About this exercise: Count the lines below that contain "endian". Give only the number.

[Task input — start]

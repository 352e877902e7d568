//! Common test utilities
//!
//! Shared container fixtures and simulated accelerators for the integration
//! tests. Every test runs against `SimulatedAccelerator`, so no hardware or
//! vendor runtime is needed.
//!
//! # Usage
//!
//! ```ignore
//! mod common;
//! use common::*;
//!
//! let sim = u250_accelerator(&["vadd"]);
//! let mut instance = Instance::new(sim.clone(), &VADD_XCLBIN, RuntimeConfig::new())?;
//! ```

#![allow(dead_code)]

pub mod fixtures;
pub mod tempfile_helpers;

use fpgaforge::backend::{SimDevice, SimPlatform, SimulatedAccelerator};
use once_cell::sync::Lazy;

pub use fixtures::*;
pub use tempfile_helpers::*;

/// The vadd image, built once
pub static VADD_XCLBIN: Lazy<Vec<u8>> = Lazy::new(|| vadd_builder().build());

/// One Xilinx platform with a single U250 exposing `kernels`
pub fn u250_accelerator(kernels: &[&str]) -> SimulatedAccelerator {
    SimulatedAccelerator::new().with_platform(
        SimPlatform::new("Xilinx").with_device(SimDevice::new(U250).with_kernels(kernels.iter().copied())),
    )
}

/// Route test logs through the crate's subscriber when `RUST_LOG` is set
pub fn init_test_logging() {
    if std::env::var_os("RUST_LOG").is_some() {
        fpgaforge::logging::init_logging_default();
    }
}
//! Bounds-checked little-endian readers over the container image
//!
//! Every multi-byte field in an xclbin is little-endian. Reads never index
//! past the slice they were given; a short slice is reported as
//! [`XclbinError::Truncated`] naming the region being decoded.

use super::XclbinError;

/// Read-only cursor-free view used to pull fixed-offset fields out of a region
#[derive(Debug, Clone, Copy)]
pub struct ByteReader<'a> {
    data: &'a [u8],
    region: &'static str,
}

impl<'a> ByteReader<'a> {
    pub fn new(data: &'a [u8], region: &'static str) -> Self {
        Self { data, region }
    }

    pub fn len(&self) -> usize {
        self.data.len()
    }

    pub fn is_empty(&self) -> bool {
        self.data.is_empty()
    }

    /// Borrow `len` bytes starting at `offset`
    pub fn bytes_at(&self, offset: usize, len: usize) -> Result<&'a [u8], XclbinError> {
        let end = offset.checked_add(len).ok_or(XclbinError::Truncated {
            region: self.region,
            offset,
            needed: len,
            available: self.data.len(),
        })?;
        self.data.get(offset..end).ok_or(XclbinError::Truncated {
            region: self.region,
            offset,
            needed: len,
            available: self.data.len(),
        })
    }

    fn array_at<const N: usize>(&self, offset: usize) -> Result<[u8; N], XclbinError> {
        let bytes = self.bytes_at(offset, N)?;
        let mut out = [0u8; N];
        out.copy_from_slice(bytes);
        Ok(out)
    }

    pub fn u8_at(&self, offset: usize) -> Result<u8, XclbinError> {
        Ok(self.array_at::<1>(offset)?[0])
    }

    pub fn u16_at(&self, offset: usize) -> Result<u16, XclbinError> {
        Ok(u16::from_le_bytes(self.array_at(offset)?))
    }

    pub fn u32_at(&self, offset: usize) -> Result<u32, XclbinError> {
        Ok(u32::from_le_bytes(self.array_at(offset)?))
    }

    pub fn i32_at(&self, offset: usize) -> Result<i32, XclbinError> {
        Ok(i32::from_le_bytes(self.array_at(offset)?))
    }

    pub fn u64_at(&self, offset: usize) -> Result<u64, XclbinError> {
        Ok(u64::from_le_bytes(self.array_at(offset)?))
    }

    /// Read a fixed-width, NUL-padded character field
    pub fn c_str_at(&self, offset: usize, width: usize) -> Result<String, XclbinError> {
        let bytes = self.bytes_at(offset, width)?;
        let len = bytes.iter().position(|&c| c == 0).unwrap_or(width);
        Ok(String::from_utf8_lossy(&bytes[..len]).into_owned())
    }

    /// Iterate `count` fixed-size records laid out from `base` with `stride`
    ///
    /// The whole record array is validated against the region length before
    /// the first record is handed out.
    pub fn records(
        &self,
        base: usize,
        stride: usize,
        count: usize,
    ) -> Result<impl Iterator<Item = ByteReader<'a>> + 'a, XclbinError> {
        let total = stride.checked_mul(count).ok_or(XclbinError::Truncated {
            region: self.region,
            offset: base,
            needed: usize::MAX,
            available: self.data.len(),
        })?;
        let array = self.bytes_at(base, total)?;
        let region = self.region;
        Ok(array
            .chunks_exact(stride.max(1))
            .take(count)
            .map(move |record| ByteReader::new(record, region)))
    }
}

[Task input — finish]

Solution to the exercise: 2